# Exercise directions
Lines from the entries below that hold "stale" form the answer; copy all of them.

# Records for the task

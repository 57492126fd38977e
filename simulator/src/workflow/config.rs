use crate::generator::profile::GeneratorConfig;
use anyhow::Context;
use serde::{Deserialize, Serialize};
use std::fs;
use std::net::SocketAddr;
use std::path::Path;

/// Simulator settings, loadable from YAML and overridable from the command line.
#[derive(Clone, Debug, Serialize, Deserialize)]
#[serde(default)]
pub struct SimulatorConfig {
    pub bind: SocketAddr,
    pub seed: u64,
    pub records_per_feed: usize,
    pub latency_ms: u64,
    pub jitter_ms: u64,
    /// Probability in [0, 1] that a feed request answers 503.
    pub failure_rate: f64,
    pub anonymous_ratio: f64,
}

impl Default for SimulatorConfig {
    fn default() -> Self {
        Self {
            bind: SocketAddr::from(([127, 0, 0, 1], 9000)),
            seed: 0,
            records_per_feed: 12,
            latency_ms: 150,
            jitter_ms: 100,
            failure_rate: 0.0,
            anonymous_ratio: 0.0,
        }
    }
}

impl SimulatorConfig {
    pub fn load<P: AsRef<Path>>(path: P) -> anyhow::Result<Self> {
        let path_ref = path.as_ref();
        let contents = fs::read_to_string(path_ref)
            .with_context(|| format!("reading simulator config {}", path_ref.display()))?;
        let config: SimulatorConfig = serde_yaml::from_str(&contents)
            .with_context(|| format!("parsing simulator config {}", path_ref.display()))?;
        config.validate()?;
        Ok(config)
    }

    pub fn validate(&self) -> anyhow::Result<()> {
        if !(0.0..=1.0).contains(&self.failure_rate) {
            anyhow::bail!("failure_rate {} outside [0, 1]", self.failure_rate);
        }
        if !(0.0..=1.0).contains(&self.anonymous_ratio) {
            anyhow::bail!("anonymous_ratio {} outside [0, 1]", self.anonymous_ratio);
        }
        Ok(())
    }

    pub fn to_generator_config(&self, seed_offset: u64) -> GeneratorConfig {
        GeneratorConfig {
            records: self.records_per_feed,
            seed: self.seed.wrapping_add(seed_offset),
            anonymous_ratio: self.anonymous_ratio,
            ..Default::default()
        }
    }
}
---
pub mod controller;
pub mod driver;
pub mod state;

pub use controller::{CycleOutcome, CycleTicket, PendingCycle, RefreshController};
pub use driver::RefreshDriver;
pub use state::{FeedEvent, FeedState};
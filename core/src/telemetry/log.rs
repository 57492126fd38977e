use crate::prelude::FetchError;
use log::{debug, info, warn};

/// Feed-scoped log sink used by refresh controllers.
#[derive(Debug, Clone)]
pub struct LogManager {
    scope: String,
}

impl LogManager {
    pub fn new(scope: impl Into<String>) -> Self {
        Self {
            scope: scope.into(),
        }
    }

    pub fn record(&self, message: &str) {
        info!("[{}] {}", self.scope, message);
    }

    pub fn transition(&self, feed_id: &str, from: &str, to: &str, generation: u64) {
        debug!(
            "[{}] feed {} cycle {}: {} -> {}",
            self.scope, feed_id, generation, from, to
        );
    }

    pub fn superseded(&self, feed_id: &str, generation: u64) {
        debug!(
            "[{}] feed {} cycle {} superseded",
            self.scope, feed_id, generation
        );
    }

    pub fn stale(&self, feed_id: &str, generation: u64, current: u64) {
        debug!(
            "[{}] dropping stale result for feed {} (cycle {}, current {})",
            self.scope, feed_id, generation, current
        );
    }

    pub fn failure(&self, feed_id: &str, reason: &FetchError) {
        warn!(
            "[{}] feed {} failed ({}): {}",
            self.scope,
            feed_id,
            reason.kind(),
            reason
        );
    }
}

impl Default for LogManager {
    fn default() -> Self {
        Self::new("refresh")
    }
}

# Exercise output
    pub fn stale(&self, feed_id: &str, generation: u64, current: u64) {
            "[{}] dropping stale result for feed {} (cycle {}, current {})",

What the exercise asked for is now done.